When forming a GaN layer as the quantum well layer 127, for example, the V/III ratio (ratio of TMG gas to NH ₃ gas) in the source gas is about 500 to 5000, the growth temperature is about 1000° C., and the pressure is about 100 Torr.

When forming an AlGaN layer as the second barrier layer 128, for example, the V/III ratio in the source gas (the ratio of the total flow rate of TMA gas and TMG gas to _NH3 gas) is set to about 500 to 5000, the growth temperature is set to about 1000° C., and the pressure is set to about 100 Torr.
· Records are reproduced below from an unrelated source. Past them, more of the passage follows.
// queryground-core/src/parser.rs
// Parser for shell-like query statements
//
// find, aggregate and update queries are supported, with or without
// explain(). Once the explain() part is stripped, the statement has to
// look like
//
//   db.<collection>.<find|aggregate|update>( <args> )
//
// for example:
//
//   db.collection.find({k:1})
//   db.collection.aggregate([{$project:{_id:0}}])
//   db.collection.update({k:1},{$set:{n:1}},{upsert:true})
//   db.collection.find({k:1}).explain()
//   db.collection.explain("executionStats").find({k:1})
//
// Input is pre-filtered on the caller side, but nothing here may panic
// on pathological input.

use crate::error::{Result, SandboxError};
use crate::extjson::{decode, ExtValue};

const INVALID_QUERY: &str =
    "query must match db.coll.find(...) or db.coll.aggregate(...) or db.coll.update()";

/// Explain verbosity used when the argument is empty or too short to
/// hold a quoted word
pub const DEFAULT_EXPLAIN_MODE: &str = "queryPlanner";

/// Supported query methods
#[derive(Debug, Clone, Copy, PartialEq, Eq)]
pub enum Method {
    Find,
    Aggregate,
    Update,
}

impl Method {
    fn parse(name: &str) -> Result<Method> {
        match name {
            "find" => Ok(Method::Find),
            "aggregate" => Ok(Method::Aggregate),
            "update" => Ok(Method::Update),
            other => Err(SandboxError::Syntax(format!("invalid method: '{}'", other))),
        }
    }

    pub fn as_str(&self) -> &'static str {
        match self {
            Method::Find => "find",
            Method::Aggregate => "aggregate",
            Method::Update => "update",
        }
    }
}

/// A fully parsed statement, consumed within a single request
#[derive(Debug, Clone, PartialEq)]
pub struct ParsedStatement {
    pub collection: String,
    pub method: Method,
    /// Decoded positional arguments; shape depends on the method.
    /// Method-specific arity padding happens at execution time.
    pub stages: Vec<ExtValue>,
    pub explain: Option<String>,
}

/// Parse one statement into (collection, method, stages, explain mode)
pub fn parse_query(query: &[u8]) -> Result<ParsedStatement> {
    let (query, explain) = strip_explain(query);

    let parts: Vec<&[u8]> = splitn_bytes(&query, b'.', 3);
    if parts.len() != 3 {
        return Err(SandboxError::Syntax(INVALID_QUERY.to_string()));
    }

    let collection = String::from_utf8_lossy(parts[1]).into_owned();

    // last part holds the method and its arguments, e.g. find({k:1})
    let tail = parts[2];
    let start = tail.iter().position(|&c| c == b'(');
    let end = tail.iter().rposition(|&c| c == b')');
    let (start, end) = match (start, end) {
        (Some(s), Some(e)) if s < e => (s, e),
        _ => return Err(SandboxError::Syntax(INVALID_QUERY.to_string())),
    };

    let method = Method::parse(&String::from_utf8_lossy(&tail[..start]))?;
    // surface decode failures with the query-error prefix
    let stages = decode_stages(&tail[start + 1..end])
        .map_err(|err| SandboxError::Syntax(err.to_string()))?;

    Ok(ParsedStatement {
        collection,
        method,
        stages,
        explain,
    })
}

/// Remove the `.explain(...)` part wherever it appears in the statement
/// and extract its verbosity argument.
fn strip_explain(query: &[u8]) -> (Vec<u8>, Option<String>) {
    let needle = b".explain(";
    let start = match find_subslice(query, needle) {
        Some(pos) => pos,
        None => return (query.to_vec(), None),
    };
    let end = match query[start..].iter().position(|&c| c == b')') {
        Some(pos) => start + pos,
        None => return (query.to_vec(), None),
    };

    let raw_mode = &query[start + needle.len()..end];
    let mut stripped = query[..start].to_vec();
    stripped.extend_from_slice(&query[end + 1..]);

    let mode = if raw_mode.len() < 2 {
        DEFAULT_EXPLAIN_MODE.to_string()
    } else {
        // remove the enclosing quotes
        String::from_utf8_lossy(&raw_mode[1..raw_mode.len() - 1]).into_owned()
    };

    (stripped, Some(mode))
}

/// Decode the raw argument bytes into an ordered stage list.
///
/// A comma-separated positional list like `find(filter, projection)` is
/// wrapped in `[...]` so everything decodes uniformly as an array.
fn decode_stages(raw: &[u8]) -> Result<Vec<ExtValue>> {
    if raw.is_empty() {
        return Ok(vec![ExtValue::empty_object(), ExtValue::empty_object()]);
    }

    let wrapped;
    let bytes = if raw[0] != b'[' {
        let mut b = Vec::with_capacity(raw.len() + 2);
        b.push(b'[');
        b.extend_from_slice(raw);
        b.push(b']');
        wrapped = b;
        &wrapped[..]
    } else {
        raw
    };

    match decode(bytes)? {
        ExtValue::Array(stages) => Ok(stages),
        other => Ok(vec![other]),
    }
}

/// Drop any aggregation stage that could write outside the sandbox
/// (`$out`, `$merge`). The rest of the list is left untouched.
pub fn sanitize_aggregation_stages(stages: Vec<ExtValue>) -> Vec<ExtValue> {
    stages
        .into_iter()
        .filter(|stage| {
            stage.get("$out").is_none() && stage.get("$merge").is_none()
        })
        .collect()
}

fn splitn_bytes(haystack: &[u8], sep: u8, limit: usize) -> Vec<&[u8]> {
    let mut parts = Vec::new();
    let mut rest = haystack;
    while parts.len() + 1 < limit {
        match rest.iter().position(|&c| c == sep) {
            Some(pos) => {
                parts.push(&rest[..pos]);
                rest = &rest[pos + 1..];
            }
            None => break,
        }
    }
    parts.push(rest);
    parts
}

fn find_subslice(haystack: &[u8], needle: &[u8]) -> Option<usize> {
    haystack
        .windows(needle.len())
        .position(|window| window == needle)
}

#[cfg(test)]
mod tests {
    use super::*;

    fn parse(q: &str) -> ParsedStatement {
        parse_query(q.as_bytes()).unwrap()
    }

    #[test]
    fn test_parse_basic_find() {
        let stmt = parse("db.collection.find({k:1})");
        assert_eq!(stmt.collection, "collection");
        assert_eq!(stmt.method, Method::Find);
        assert_eq!(stmt.stages.len(), 1);
        assert_eq!(stmt.explain, None);
    }

    #[test]
    fn test_parse_empty_args_become_two_empty_stages() {
        let stmt = parse("db.collection.find()");
        assert_eq!(
            stmt.stages,
            vec![ExtValue::empty_object(), ExtValue::empty_object()]
        );
    }

    #[test]
    fn test_parse_positional_args() {
        let stmt = parse("db.collection.find({k:1}, {_id:0})");
        assert_eq!(stmt.stages.len(), 2);
        assert_eq!(stmt.stages[1].get("_id"), Some(&ExtValue::Int64(0)));
    }

    #[test]
    fn test_parse_aggregate_pipeline() {
        let stmt = parse("db.collection.aggregate([{$match:{k:1}},{$project:{_id:0}}])");
        assert_eq!(stmt.method, Method::Aggregate);
        assert_eq!(stmt.stages.len(), 2);
    }

    #[test]
    fn test_parse_update_three_args() {
        let stmt = parse("db.collection.update({k:1},{$set:{n:1}},{upsert:true})");
        assert_eq!(stmt.method, Method::Update);
        assert_eq!(stmt.stages.len(), 3);
    }

    #[test]
    fn test_explain_at_the_end() {
        let stmt = parse(r#"db.c.find().explain("executionStats")"#);
        assert_eq!(stmt.method, Method::Find);
        assert_eq!(stmt.explain.as_deref(), Some("executionStats"));
        // stage list is the empty-args default
        assert_eq!(stmt.stages.len(), 2);
    }

    #[test]
    fn test_explain_before_the_method() {
        let stmt = parse(r#"db.collection.explain("allPlansExecution").find({k:1})"#);
        assert_eq!(stmt.explain.as_deref(), Some("allPlansExecution"));
        assert_eq!(stmt.method, Method::Find);
        assert_eq!(stmt.stages.len(), 1);
    }

    #[test]
    fn test_explain_default_verbosity() {
        let stmt = parse("db.c.find().explain()");
        assert_eq!(stmt.explain.as_deref(), Some(DEFAULT_EXPLAIN_MODE));
    }

    #[test]
    fn test_wrong_dot_count_is_syntax_error() {
        assert!(parse_query(b"dbcollection.find()").is_err());
        assert!(parse_query(b"db.find()").is_err());
    }

    #[test]
    fn test_missing_parens_is_syntax_error() {
        assert!(parse_query(b"db.collection.find").is_err());
        assert!(parse_query(b"db.collection.find)(").is_err());
    }

    #[test]
    fn test_unknown_method_is_syntax_error() {
        assert!(parse_query(b"db.collection.drop()").is_err());
    }

    #[test]
    fn test_sanitize_removes_out_and_merge_only() {
        let stages = vec![
            decode(br#"{"$match":{"k":1}}"#).unwrap(),
            decode(br#"{"$out":"other"}"#).unwrap(),
            decode(br#"{"$project":{"_id":0}}"#).unwrap(),
            decode(br#"{"$merge":{"into":"other"}}"#).unwrap(),
        ];
        let sanitized = sanitize_aggregation_stages(stages);
        assert_eq!(sanitized.len(), 2);
        assert!(sanitized[0].get("$match").is_some());
        assert!(sanitized[1].get("$project").is_some());
    }

    #[test]
    fn test_collection_name_with_digits() {
        let stmt = parse("db.col123.find()");
        assert_eq!(stmt.collection, "col123");
    }
}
Next, as shown in FIG. 5, the cap layer 125 and the surface portion of the electron supply layer 124 are removed in the region below the source electrode 1s and the region below the drain electrode 1d. This removal can be performed, for example, by dry etching using a resist mask. As a result, a source recess 160s and a drain recess 160d that expose the electron supply layer 124 are formed in the semiconductor stack 120.

Then, a source electrode 1s is formed in the recess 160s, and a drain electrode 1d is formed in the recess 160d. The source electrode 1s and the drain electrode 1d can be formed by, for example, a lift-off method. That is, the region where the source electrode 1s is to be formed and the region where the drain electrode 1d is to be formed are exposed, and a photoresist pattern covering the other regions is formed, and a metal film is formed by deposition using this pattern as a growth mask, and this pattern is removed together with the metal film thereon. In forming the metal film, for example, a Ti film with a thickness of 50 nm to 150 nm is formed, and an Al film with a thickness of 100 nm to 500 nm is formed thereon. Next, for example, a heat treatment (for example, rapid thermal annealing (RTA)) is performed at 400° C. to 1000° C. (for example, 600° C.) in an N ₂ atmosphere to obtain an ohmic contact.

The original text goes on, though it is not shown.